图3-8　RNA的差异拼接与IgM和IgD共同表达在一个B细胞上

　　分泌形式的μ、α和δ重链最后一个结构域后有一段额外延长的由带电荷氨基酸组成的序列，称为尾片（tail pieces)，约含20个氨基酸，在IgM和IgA分子中，单体Ig尾片通过二硫键相互连接或与J链形成二聚体或多聚体。分泌形式μ链的mRNA含有V、D、J、C_μ1、C_μ2、C_μ3、C_μ4和C_μ43'端一个小的外显子转录区。

　　Ig重链基因除L、V、D、J和C基因片段外，在内含子中还有一些与mRNA转录和免疫球蛋白类的转换有关的结构。

　　（1）插入顺序（intervening sepuence,IS)：有IS1、IS2、IS3……等。

　　（2）转换区序列：即S区（switch region)。除Cδ外，各个恒定区基因片段上游都有一个同源重复序列的S区，约占2～10kb，分别命名为Sμ、Sγ、Sα和Sε等，与Ig类和亚类的转换有关。S区含有众多串联的高度保守的DNA重复序列，每个重复序列可长到52bp，其确切的功能还不清楚。如Sμ的结构为[（GAGCT）nGGGGT]m，n一般为2～5，但有时可达17，m可达150。目前关于H链转换区的研究主要以小鼠为模型，如4个Sγ是由49bp长的基序的重复序列所组成。
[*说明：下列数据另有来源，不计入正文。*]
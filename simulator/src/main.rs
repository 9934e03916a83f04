use anyhow::Context;
use clap::Parser;
use generator::profile::build_frames;
use report::writer::ReportWriter;
use std::path::PathBuf;
use workflow::config::WorkflowConfig;
use workflow::runner::Runner;

mod generator;
mod report;
mod workflow;

#[derive(Parser)]
#[command(author, version, about = "Renders synthetic FMCW frames into Range-Doppler images")]
struct Args {
    /// Load a workflow config from YAML
    #[arg(long)]
    workflow: Option<PathBuf>,
    #[arg(long, default_value_t = 4)]
    frames: usize,
    #[arg(long, default_value_t = 3)]
    antennas: usize,
    #[arg(long, default_value_t = 0)]
    seed: u64,
    /// Directory receiving one PGM per frame and summary.json
    #[arg(long, default_value = "tools/data/range_doppler")]
    output: PathBuf,
}

#[tokio::main]
async fn main() -> anyhow::Result<()> {
    env_logger::init();
    let args = Args::parse();

    let workflow_config = if let Some(path) = args.workflow {
        WorkflowConfig::load(path)?
    } else {
        WorkflowConfig::from_args(args.frames, args.antennas, args.seed)
    };
    workflow_config.validate()?;

    let runner = Runner::new(&workflow_config)?;
    let broadcaster = runner.broadcaster();
    let (subscription, mut images) = broadcaster.subscribe();

    let frames = build_frames(&workflow_config.generator, workflow_config.frames)
        .context("generating synthetic frames")?;
    let result = runner.execute(frames).await?;
    broadcaster.unsubscribe(subscription);

    let writer = ReportWriter::create(&args.output)?;
    let mut summaries = Vec::with_capacity(result.images.len());
    while let Some(image) = images.recv().await {
        let summary = writer.write_frame(summaries.len(), &image)?;
        match summary.peak {
            Some(peak) => println!(
                "frame {:>4}: peak {:>3} at range row {:>2}, doppler col {:>2}, {} lit pixels",
                summary.index, peak.value, peak.row, peak.col, summary.lit_pixels
            ),
            None => println!("frame {:>4}: empty image", summary.index),
        }
        summaries.push(summary);
    }

    let summary_path = writer.write_summary(&summaries)?;
    let lit_frames = result
        .peaks
        .iter()
        .filter(|peak| peak.map_or(false, |peak| peak.value > 0))
        .count();
    println!(
        "Offline run -> {} images ({} with returns, {} processed, {} errors), summary {}",
        summaries.len(),
        lit_frames,
        result.metrics.processed,
        result.metrics.errors,
        summary_path.display()
    );

    Ok(())
}
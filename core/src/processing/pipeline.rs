use crate::math::complex::DopplerRangeMap;
use crate::math::window::Window;
use crate::prelude::{PipelineConfig, PipelineError, PipelineResult, ProcessingStage};
use crate::processing::{DopplerStage, ImageQuantizer, MagnitudeStage, MtiStage, RangeStage};
use crate::sensor_interface::{Frame, IntensityImage};
use crate::telemetry::log::LogManager;
use ndarray::Array3;
use std::sync::Arc;

/// Raw FMCW frame in, quantized Range-Doppler image out.
///
/// Everything the pipeline owns (windows, FFT plans, sizes) is fixed at
/// construction, so `process` is a pure function of its frame and one
/// instance can be shared freely between threads.
pub struct RangeDopplerPipeline {
    config: PipelineConfig,
    range: RangeStage,
    mti: MtiStage,
    doppler: DopplerStage,
    magnitude: MagnitudeStage,
    quantizer: ImageQuantizer,
    logger: LogManager,
}

impl RangeDopplerPipeline {
    pub fn new(config: PipelineConfig) -> PipelineResult<Self> {
        config.validate()?;
        let logger = LogManager::new("pipeline");
        let pipeline = Self {
            range: RangeStage::new(&config)?,
            mti: MtiStage::new(&config),
            doppler: DopplerStage::new(&config)?,
            magnitude: MagnitudeStage,
            quantizer: ImageQuantizer::new(&config),
            config,
            logger,
        };
        pipeline.logger.record(&format!(
            "pipeline ready: frame {:?} -> image {:?}, kaiser beta {}, gain {}",
            pipeline.config.frame_shape(),
            pipeline.config.image_shape(),
            pipeline.config.kaiser_beta,
            pipeline.config.display_gain
        ));
        Ok(pipeline)
    }

    pub fn config(&self) -> &PipelineConfig {
        &self.config
    }

    pub fn range_window(&self) -> &Window {
        self.range.window()
    }

    pub fn doppler_window(&self) -> &Window {
        self.doppler.window()
    }

    fn check_frame(&self, frame: &Frame) -> PipelineResult<()> {
        let expected = self.config.frame_shape();
        let actual = frame.shape();
        if actual != expected {
            return Err(PipelineError::shape("frame", &expected, &actual));
        }
        Ok(())
    }

    /// Complex, re-centered Range-Doppler map of every antenna.
    pub fn range_doppler_map(&self, frame: &Frame) -> PipelineResult<DopplerRangeMap> {
        self.check_frame(frame)?;
        let spectrum = self.range.execute(frame)?;
        let filtered = self.mti.execute(&spectrum)?;
        self.doppler.execute(&filtered)
    }

    /// Magnitude cube `(antenna, chirp, range)` ahead of quantization.
    pub fn magnitude_map(&self, frame: &Frame) -> PipelineResult<Array3<f32>> {
        let map = self.range_doppler_map(frame)?;
        self.magnitude.execute(&map)
    }

    pub fn process(&self, frame: &Frame) -> PipelineResult<IntensityImage> {
        let magnitude = self.magnitude_map(frame)?;
        self.quantizer.execute(&magnitude)
    }

    /// Processes frames in order, stopping at the first failure.
    pub fn process_batch(&self, frames: &[Frame]) -> PipelineResult<Vec<IntensityImage>> {
        frames.iter().map(|frame| self.process(frame)).collect()
    }

    /// Processes every frame on its own blocking worker; output order follows
    /// input order.
    pub async fn process_concurrent(
        self: Arc<Self>,
        frames: Vec<Frame>,
    ) -> PipelineResult<Vec<IntensityImage>> {
        let handles: Vec<_> = frames
            .into_iter()
            .map(|frame| {
                let pipeline = Arc::clone(&self);
                tokio::task::spawn_blocking(move || pipeline.process(&frame))
            })
            .collect();

        let mut images = Vec::with_capacity(handles.len());
        for handle in handles {
            let image = handle
                .await
                .map_err(|err| PipelineError::Internal(format!("frame worker failed: {}", err)))??;
            images.push(image);
        }
        self.logger
            .trace_frame(&format!("processed batch of {} frames", images.len()));
        Ok(images)
    }
}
Sα至少由长为80pb的15个重复序列，Sε的重复序列长为60bp。在小鼠，B淋巴细胞经T细胞非依赖性活化后常发生Sμ/Sγ3和Sμ/Sγ2b的重组，因此在无T细胞存在条件下，LPS活化小鼠B细胞成为淋巴母细胞，主要转换Ig的亚类为IgG3和IgG2b。

　　（3）启动子：靠近每个V基因转录位点的上游，含有TATA盒，控制RNA多聚酶Ⅱ作用下的转录过程。大多数Ig的启动子含有许多DNA序列，包括一个保守的8个核苷酸序列，可能是核DNA结合蛋白（nuclear DNA-binding proteins)结合部位，在转录过程中起着重要作用。由于核DNA结合蛋白是由其它基因所编码，因此这种作用方式被称为反式作用（transacting).

图3-9　膜表面和分泌的Igμ基因及μ链羧基端结构的比较

　　注：（a）初级RNA转录本通过不同的剪接加工，分别形成分泌型μmRNA和膜型μmRNA。
　　　（b）苏氨酸（T）为Cμ4第556位氨基酸。膜表面μ重链的556氨基酸后还有41个氨基酸，其中富含带负电氨基酸胞膜外区12个氨基酸，26个疏水性氨基酸组成的穿膜区以及胞浆区3个氨基酸；分泌型μ重链在556位氨基酸后有20个氨基酸组成的尾片，C末端倒数第二个为半胱氨酸。

　　（4）增强子（E）：在人和小鼠和重链和κ轻链中发现有增强子，其核苷酸序列为TGGTAAG。在H链基因中，增强子位于J_H3'端侧。当H链VDJ或κ链VJ重排后，V基因上游的启动子靠近增强子，使V（D）JC基因重排后开始更为有效的转录。增强子作用方式与启动子不同，呈方向非依赖方式（orientation-independent manner),即增强子可作用于被转录基因的上游或下游。此外，增强子的作用是细胞特异性。

　　已重排Ig基因的转录起始于TATA盒下游约20核苷酸处，转录至C基因后，产生初级RNA（primary RNA)转录本，在3'端切断后进行多聚腺苷酸化（polyadenylation),剪接掉不编码的内容含子，如J区与C区之间的不编码序列是在RNA水平上被剪接掉。

图3-10 小鼠μ链的基因重排顺序、转录和合成

　　（四）重链基因重排、转录和多肽链的合成。

　　以μ链基因的重排顺序、转录和μ链合成为例，见图3-10。